» **TASK**
Report how many lines below contain the word "ChangeSettings", giving the number and no other words.

» **RECORDED DATA**
- - - -
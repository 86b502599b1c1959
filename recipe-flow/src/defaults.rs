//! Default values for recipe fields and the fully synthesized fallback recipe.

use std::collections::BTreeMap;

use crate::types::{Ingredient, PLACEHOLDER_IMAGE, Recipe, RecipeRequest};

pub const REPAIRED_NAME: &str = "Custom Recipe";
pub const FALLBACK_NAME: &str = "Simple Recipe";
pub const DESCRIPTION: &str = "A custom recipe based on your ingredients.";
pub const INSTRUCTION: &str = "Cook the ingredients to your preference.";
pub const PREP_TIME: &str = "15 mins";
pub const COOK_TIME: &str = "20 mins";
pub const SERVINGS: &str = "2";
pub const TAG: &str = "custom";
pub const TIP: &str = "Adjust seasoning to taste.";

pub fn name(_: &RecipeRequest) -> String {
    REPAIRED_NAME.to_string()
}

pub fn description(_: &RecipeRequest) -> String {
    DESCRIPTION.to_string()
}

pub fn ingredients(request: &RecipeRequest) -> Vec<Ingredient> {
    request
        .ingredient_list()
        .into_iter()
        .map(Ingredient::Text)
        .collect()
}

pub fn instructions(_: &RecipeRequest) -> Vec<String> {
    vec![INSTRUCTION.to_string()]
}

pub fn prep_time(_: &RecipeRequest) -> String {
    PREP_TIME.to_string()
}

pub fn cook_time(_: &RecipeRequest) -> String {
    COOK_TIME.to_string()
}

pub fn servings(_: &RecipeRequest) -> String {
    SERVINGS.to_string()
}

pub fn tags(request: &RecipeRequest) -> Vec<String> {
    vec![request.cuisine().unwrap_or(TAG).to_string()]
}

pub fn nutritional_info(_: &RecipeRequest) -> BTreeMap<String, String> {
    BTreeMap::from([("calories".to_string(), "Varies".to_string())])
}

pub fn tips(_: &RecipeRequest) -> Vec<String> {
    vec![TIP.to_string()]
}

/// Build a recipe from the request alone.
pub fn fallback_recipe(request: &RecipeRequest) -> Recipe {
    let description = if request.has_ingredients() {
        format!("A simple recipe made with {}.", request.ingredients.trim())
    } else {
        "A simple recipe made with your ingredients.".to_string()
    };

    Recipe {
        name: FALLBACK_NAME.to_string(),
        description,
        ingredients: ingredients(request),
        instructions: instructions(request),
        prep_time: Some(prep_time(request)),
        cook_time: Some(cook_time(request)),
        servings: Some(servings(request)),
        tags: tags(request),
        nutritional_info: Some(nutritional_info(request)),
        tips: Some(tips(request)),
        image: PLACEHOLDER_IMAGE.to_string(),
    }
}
- - - -
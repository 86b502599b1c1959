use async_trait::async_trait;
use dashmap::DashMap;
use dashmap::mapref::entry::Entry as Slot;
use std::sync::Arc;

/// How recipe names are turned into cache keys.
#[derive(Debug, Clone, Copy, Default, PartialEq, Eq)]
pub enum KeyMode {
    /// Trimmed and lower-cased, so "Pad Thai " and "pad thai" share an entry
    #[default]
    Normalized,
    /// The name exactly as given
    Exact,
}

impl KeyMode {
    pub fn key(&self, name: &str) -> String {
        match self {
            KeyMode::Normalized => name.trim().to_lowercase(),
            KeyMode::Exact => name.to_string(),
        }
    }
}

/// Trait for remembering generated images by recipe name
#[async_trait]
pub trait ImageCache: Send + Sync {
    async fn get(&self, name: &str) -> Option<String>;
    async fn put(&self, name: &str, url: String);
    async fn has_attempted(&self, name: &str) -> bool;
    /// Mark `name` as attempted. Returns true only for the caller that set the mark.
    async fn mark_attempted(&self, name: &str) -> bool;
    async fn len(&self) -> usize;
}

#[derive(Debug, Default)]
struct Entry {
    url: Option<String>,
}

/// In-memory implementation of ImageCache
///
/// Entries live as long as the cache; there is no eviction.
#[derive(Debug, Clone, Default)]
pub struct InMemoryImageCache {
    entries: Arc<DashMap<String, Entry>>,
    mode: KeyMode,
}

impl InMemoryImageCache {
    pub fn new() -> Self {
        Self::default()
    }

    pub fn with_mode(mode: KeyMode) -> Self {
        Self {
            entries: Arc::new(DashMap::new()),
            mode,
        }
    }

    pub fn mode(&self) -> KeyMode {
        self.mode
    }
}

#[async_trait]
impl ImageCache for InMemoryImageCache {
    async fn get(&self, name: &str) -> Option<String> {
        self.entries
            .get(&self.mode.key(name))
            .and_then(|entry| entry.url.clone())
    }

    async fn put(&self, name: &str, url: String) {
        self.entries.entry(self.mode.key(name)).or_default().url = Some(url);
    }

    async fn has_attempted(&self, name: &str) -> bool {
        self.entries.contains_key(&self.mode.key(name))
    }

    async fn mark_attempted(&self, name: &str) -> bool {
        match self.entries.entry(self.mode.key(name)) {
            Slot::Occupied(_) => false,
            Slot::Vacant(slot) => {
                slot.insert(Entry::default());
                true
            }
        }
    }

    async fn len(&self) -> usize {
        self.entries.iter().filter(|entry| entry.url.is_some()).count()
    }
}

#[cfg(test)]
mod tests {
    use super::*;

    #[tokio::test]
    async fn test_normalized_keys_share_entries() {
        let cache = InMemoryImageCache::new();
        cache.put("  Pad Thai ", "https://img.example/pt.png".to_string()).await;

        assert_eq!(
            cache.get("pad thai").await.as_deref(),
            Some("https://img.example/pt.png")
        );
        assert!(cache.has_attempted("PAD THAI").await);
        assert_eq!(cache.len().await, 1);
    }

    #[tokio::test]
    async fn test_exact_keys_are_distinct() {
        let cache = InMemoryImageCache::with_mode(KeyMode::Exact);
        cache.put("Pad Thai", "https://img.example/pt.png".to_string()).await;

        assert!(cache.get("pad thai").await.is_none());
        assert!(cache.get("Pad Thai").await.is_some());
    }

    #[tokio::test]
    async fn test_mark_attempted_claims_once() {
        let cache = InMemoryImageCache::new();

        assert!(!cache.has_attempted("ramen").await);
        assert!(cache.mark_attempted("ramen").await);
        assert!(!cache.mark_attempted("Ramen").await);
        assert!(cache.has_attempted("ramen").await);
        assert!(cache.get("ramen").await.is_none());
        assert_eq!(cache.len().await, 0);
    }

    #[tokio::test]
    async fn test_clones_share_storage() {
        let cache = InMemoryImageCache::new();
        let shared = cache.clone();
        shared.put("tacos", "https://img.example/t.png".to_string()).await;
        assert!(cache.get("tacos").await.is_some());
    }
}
- - - -
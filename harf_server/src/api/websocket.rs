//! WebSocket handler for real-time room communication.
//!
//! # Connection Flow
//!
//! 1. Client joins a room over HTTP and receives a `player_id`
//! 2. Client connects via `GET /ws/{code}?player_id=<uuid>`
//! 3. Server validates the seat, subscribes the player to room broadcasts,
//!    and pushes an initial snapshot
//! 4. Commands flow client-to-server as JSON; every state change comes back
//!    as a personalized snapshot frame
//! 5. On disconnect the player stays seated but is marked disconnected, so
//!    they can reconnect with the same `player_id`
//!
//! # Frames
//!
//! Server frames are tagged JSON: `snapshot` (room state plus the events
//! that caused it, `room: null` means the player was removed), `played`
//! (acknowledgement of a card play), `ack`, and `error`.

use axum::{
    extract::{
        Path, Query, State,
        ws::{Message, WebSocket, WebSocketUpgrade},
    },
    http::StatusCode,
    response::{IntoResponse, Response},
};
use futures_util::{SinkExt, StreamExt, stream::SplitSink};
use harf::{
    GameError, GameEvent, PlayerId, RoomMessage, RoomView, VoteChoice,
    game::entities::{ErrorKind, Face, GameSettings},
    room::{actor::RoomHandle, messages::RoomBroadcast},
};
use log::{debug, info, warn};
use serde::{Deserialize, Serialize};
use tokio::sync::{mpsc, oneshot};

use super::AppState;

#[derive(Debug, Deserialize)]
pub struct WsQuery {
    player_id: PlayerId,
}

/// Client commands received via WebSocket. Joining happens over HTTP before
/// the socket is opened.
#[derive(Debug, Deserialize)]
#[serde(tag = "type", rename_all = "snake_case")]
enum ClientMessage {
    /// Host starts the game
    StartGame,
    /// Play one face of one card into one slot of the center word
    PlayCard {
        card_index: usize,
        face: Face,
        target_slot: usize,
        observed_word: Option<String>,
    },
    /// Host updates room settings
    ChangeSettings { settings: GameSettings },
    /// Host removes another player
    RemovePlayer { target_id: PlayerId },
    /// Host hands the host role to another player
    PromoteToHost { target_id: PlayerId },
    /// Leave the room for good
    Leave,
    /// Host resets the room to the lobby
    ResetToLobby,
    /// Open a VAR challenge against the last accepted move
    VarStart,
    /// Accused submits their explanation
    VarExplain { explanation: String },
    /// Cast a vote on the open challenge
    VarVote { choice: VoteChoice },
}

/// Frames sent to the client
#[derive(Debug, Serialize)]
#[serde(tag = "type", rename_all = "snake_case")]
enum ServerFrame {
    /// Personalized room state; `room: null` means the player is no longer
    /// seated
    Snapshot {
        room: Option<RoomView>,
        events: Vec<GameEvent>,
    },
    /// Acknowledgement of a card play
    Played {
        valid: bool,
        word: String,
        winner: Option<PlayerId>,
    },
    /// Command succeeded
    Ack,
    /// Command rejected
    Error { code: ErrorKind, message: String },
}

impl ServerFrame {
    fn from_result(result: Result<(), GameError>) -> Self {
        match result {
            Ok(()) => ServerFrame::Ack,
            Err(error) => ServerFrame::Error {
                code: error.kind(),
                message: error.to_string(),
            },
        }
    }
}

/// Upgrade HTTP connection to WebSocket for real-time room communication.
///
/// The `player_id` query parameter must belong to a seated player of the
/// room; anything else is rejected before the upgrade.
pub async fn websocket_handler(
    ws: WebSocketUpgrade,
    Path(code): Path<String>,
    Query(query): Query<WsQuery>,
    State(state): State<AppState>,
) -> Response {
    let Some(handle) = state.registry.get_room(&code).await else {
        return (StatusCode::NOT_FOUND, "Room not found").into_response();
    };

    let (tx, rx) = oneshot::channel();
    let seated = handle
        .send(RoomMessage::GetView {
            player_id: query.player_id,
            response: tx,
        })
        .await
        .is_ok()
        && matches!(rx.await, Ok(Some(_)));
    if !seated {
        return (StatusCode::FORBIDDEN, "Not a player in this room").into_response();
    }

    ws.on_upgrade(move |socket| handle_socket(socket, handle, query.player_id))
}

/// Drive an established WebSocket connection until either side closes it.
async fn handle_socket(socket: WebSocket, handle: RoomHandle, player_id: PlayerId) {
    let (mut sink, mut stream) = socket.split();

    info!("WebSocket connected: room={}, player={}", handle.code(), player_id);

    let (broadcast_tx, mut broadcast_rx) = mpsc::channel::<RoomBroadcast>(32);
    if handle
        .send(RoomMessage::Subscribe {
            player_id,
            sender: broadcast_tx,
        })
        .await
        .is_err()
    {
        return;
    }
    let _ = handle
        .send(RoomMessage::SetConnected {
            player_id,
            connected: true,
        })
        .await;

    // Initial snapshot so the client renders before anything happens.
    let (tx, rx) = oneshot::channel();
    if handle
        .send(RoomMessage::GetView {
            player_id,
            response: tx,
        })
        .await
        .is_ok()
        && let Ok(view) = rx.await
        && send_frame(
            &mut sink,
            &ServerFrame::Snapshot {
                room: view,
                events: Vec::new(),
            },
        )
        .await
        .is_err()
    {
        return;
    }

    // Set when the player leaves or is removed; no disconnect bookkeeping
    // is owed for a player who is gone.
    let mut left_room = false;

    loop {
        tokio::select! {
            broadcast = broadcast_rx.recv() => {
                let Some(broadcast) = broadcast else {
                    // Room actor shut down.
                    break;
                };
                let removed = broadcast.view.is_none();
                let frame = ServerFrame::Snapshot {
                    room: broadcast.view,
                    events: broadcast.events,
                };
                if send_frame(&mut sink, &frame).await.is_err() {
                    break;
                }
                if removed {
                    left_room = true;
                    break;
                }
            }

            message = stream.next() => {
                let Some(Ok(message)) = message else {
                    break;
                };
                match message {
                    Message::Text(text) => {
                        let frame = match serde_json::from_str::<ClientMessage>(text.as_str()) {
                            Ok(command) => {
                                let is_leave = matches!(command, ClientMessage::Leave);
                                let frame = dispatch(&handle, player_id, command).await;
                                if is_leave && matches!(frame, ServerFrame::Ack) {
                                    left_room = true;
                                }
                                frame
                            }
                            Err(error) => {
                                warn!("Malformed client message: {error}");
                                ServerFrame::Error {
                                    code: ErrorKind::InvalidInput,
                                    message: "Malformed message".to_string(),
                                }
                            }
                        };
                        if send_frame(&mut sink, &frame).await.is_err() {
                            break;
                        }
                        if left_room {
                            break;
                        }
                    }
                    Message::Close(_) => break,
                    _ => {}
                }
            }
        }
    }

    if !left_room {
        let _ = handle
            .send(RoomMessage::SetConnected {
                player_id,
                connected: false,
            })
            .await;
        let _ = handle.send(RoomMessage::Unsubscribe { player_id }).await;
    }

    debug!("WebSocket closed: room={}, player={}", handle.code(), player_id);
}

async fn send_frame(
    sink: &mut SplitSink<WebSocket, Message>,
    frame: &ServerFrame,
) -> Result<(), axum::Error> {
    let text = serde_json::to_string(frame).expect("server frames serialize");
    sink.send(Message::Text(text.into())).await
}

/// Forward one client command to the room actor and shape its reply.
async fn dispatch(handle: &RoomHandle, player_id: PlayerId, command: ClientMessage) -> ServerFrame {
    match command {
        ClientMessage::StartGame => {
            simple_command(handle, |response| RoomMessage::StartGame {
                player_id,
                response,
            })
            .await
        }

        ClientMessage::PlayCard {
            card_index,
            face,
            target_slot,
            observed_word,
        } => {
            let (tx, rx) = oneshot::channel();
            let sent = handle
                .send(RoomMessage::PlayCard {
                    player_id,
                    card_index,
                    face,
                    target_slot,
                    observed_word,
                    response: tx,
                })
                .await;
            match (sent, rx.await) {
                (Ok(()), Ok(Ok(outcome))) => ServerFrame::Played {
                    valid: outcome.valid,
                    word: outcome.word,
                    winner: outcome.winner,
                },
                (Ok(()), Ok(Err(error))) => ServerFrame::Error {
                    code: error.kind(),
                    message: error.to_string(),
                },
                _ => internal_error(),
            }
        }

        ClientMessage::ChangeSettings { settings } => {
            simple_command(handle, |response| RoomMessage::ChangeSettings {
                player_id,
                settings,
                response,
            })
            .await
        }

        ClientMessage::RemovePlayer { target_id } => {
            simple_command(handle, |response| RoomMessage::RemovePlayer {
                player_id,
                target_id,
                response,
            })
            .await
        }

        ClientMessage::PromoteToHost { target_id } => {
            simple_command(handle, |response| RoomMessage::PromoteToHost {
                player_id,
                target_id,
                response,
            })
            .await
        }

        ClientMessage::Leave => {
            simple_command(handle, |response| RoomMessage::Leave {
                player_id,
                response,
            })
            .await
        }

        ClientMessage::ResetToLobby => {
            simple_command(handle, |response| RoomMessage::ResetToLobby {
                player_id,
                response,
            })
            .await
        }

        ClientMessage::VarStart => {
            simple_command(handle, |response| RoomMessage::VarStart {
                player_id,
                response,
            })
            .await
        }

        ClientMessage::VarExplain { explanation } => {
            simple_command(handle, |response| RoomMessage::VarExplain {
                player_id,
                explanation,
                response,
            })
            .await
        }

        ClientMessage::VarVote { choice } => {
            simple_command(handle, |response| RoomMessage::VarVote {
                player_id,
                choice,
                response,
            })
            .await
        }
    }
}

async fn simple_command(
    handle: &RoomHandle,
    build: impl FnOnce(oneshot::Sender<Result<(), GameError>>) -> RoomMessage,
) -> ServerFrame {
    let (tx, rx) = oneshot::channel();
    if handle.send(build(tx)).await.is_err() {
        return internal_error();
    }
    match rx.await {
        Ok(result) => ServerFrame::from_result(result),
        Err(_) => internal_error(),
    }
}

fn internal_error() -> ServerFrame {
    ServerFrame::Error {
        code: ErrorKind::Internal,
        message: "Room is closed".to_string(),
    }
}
- - - -
» **REPLY TO THE EXERCISE**
3